Pamela Miller, who runs the Anchorage-based Alaska Community Action on Toxics, is helping lead the effort to make Seward a safer place to live.
Alaska Community Action on Toxics is one of three environmental groups that studied what they believe is the source of a problem.
The Seward coal loading facility is where the Alaska Railroad brings coal to be loaded onto cargo ships. The environmental groups claim dust generated from the piles as they are moved is creating a big mess, and not just at the facility.
“Coal dust is seen on surfaces and in homes, and in schools and neighborhoods around Seward,” Miller said.
The dust is also creating unseen problems, she said.
“The pollutants can also exacerbate and can cause asthma,” Miller said. “They can cause cardiopulmonary problems in people, they can cause long-term lung damage, and even premature deaths.”
The new report contradicts an older study, which found pollution levels well below federal standards.
The earlier investigation did not take high winds and loading operations into account, Miller said.
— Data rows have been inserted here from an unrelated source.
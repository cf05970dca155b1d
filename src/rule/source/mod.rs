//! 规则源模块
//! 统一导出只读规则源 Trait 和两种实现（本地目录 / 内置规则包）

pub mod base_source;
pub mod fs_dir;
pub mod embedded;

pub use base_source::{RuleSource, RuleSourceKind};
pub use embedded::{BundledDocument, EmbeddedRuleSource};
pub use fs_dir::FsRuleSource;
Those factors can help spread the dust anywhere the cars roll.
The rail cars roll through Anchorage on their way to Seward. Critics point out they have not done a study of that coal to determine the impact on our health.
Miller is among those who want the rail company to clean up its act in Seward before it hauls coal from other portions of the state.
A spokesperson with the Alaska Railroad declined to comment on the report because of pending litigation against the railroad company filed by the environmental groups.